**Task directions**
Exact reproduction required: the lines below from the line with "every watch task" to the line with "let mut state", both ends included, and no others.

################

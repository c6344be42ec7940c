//! Registry access guarded by a single mutex
//!
//! [`SharedRegistry`] pairs the persisted [`Registry`] with every
//! runtime-only piece of per-watch state (task handles, in-flight manual
//! passes, compiled ignore rules, pass gates). The registry itself is
//! re-read from the store each time the lock is taken, so a mutation is
//! always load, change and save inside one critical section. Changes made
//! by another process in between are picked up rather than overwritten.
//! A save that fails leaves the change in memory only until the next
//! lock, which reloads what the store actually holds.

use std::collections::{HashMap, HashSet};
use std::sync::Arc;

use tokio::sync::{Mutex, MutexGuard};
use tokio::task::JoinHandle;
use tokio_util::sync::CancellationToken;
use tracing::{debug, info};
use uplink_core::domain::{Registry, WatchId};
use uplink_core::ports::IStateStore;

use crate::patterns::IgnoreRules;
use crate::SyncError;

/// Handles of a running watch task
#[derive(Debug)]
pub struct WatchRuntime {
    pub cancel: CancellationToken,
    pub handle: JoinHandle<()>,
}

/// Everything behind the registry mutex
#[derive(Debug, Default)]
pub struct RegistryState {
    registry: Registry,
    loaded: bool,
    /// Scheduled tasks, keyed by watch
    pub runtimes: HashMap<WatchId, WatchRuntime>,
    /// Cancelled tasks that may still be finishing a file
    pub stopping: HashMap<WatchId, JoinHandle<()>>,
    /// Watches with a one-off pass in progress
    pub manual_passes: HashSet<WatchId>,
    /// Compiled ignore rules, kept for the process lifetime
    pub ignore_cache: HashMap<WatchId, Arc<IgnoreRules>>,
    /// Held for the whole of a pass; never removed
    pass_gates: HashMap<WatchId, Arc<Mutex<()>>>,
}

impl RegistryState {
    pub fn registry(&self) -> &Registry {
        &self.registry
    }

    pub fn registry_mut(&mut self) -> &mut Registry {
        &mut self.registry
    }

    /// Whether the watch has a task (running or winding down) or a one-off
    /// pass in flight
    pub fn is_busy(&self, id: &WatchId) -> bool {
        self.runtimes.contains_key(id)
            || self.manual_passes.contains(id)
            || self.stopping.get(id).is_some_and(|h| !h.is_finished())
    }

    /// Cancel the watch's task and move it to `stopping`
    ///
    /// Returns `false` if the watch had no task.
    pub fn retire(&mut self, id: &WatchId) -> bool {
        match self.runtimes.remove(id) {
            Some(runtime) => {
                runtime.cancel.cancel();
                self.stopping.insert(id.clone(), runtime.handle);
                true
            }
            None => false,
        }
    }

    /// Lock that serializes the passes of one watch
    pub fn pass_gate(&mut self, id: &WatchId) -> Arc<Mutex<()>> {
        self.pass_gates.entry(id.clone()).or_default().clone()
    }

    /// Forget tasks that have already exited
    fn prune_finished(&mut self) {
        self.runtimes.retain(|id, runtime| {
            let alive = !runtime.handle.is_finished();
            if !alive {
                debug!(watch = %id.short(), "Watch task exited on its own");
            }
            alive
        });
        self.stopping.retain(|_, handle| !handle.is_finished());
    }
}

/// The registry shared by the public API and every watch task
pub struct SharedRegistry {
    store: Arc<dyn IStateStore>,
    state: Mutex<RegistryState>,
}

/// Exclusive access to the registry, freshly loaded
pub struct RegistryGuard<'a> {
    store: &'a dyn IStateStore,
    state: MutexGuard<'a, RegistryState>,
}

impl SharedRegistry {
    pub fn new(store: Arc<dyn IStateStore>) -> Self {
        Self {
            store,
            state: Mutex::new(RegistryState::default()),
        }
    }

    /// Acquire the registry lock and reload the persisted registry
    ///
    /// # Errors
    /// Returns `SyncError::StateCorrupt` if the store cannot be read or
    /// holds an invalid registry
    pub async fn lock(&self) -> Result<RegistryGuard<'_>, SyncError> {
        let mut state = self.state.lock().await;
        let registry = self.store.load().await.map_err(SyncError::StateCorrupt)?;
        if !state.loaded {
            info!(watches = registry.len(), "Loaded watch registry");
            state.loaded = true;
        }
        state.registry = registry;
        state.prune_finished();
        Ok(RegistryGuard {
            store: self.store.as_ref(),
            state,
        })
    }
}

impl RegistryGuard<'_> {
    /// Write the current registry to the store
    ///
    /// # Errors
    /// Returns `SyncError::Persistence` if the store rejects the write; the
    /// change is then not durable and is dropped on the next lock
    pub async fn persist(&self) -> Result<(), SyncError> {
        self.store
            .save(&self.state.registry)
            .await
            .map_err(SyncError::Persistence)?;
        debug!(watches = self.state.registry.len(), "Registry saved");
        Ok(())
    }
}

impl std::ops::Deref for RegistryGuard<'_> {
    type Target = RegistryState;

    fn deref(&self) -> &Self::Target {
        &self.state
    }
}

impl std::ops::DerefMut for RegistryGuard<'_> {
    fn deref_mut(&mut self) -> &mut Self::Target {
        &mut self.state
    }
}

################

**Result of the exercise**
/// The registry shared by the public API and every watch task
pub struct SharedRegistry {
    store: Arc<dyn IStateStore>,
    state: Mutex<RegistryState>,
}

/// Exclusive access to the registry, freshly loaded
pub struct RegistryGuard<'a> {
    store: &'a dyn IStateStore,
    state: MutexGuard<'a, RegistryState>,
}

impl SharedRegistry {
    pub fn new(store: Arc<dyn IStateStore>) -> Self {
        Self {
            store,
            state: Mutex::new(RegistryState::default()),
        }
    }

    /// Acquire the registry lock and reload the persisted registry
    ///
    /// # Errors
    /// Returns `SyncError::StateCorrupt` if the store cannot be read or
    /// holds an invalid registry
    pub async fn lock(&self) -> Result<RegistryGuard<'_>, SyncError> {
        let mut state = self.state.lock().await;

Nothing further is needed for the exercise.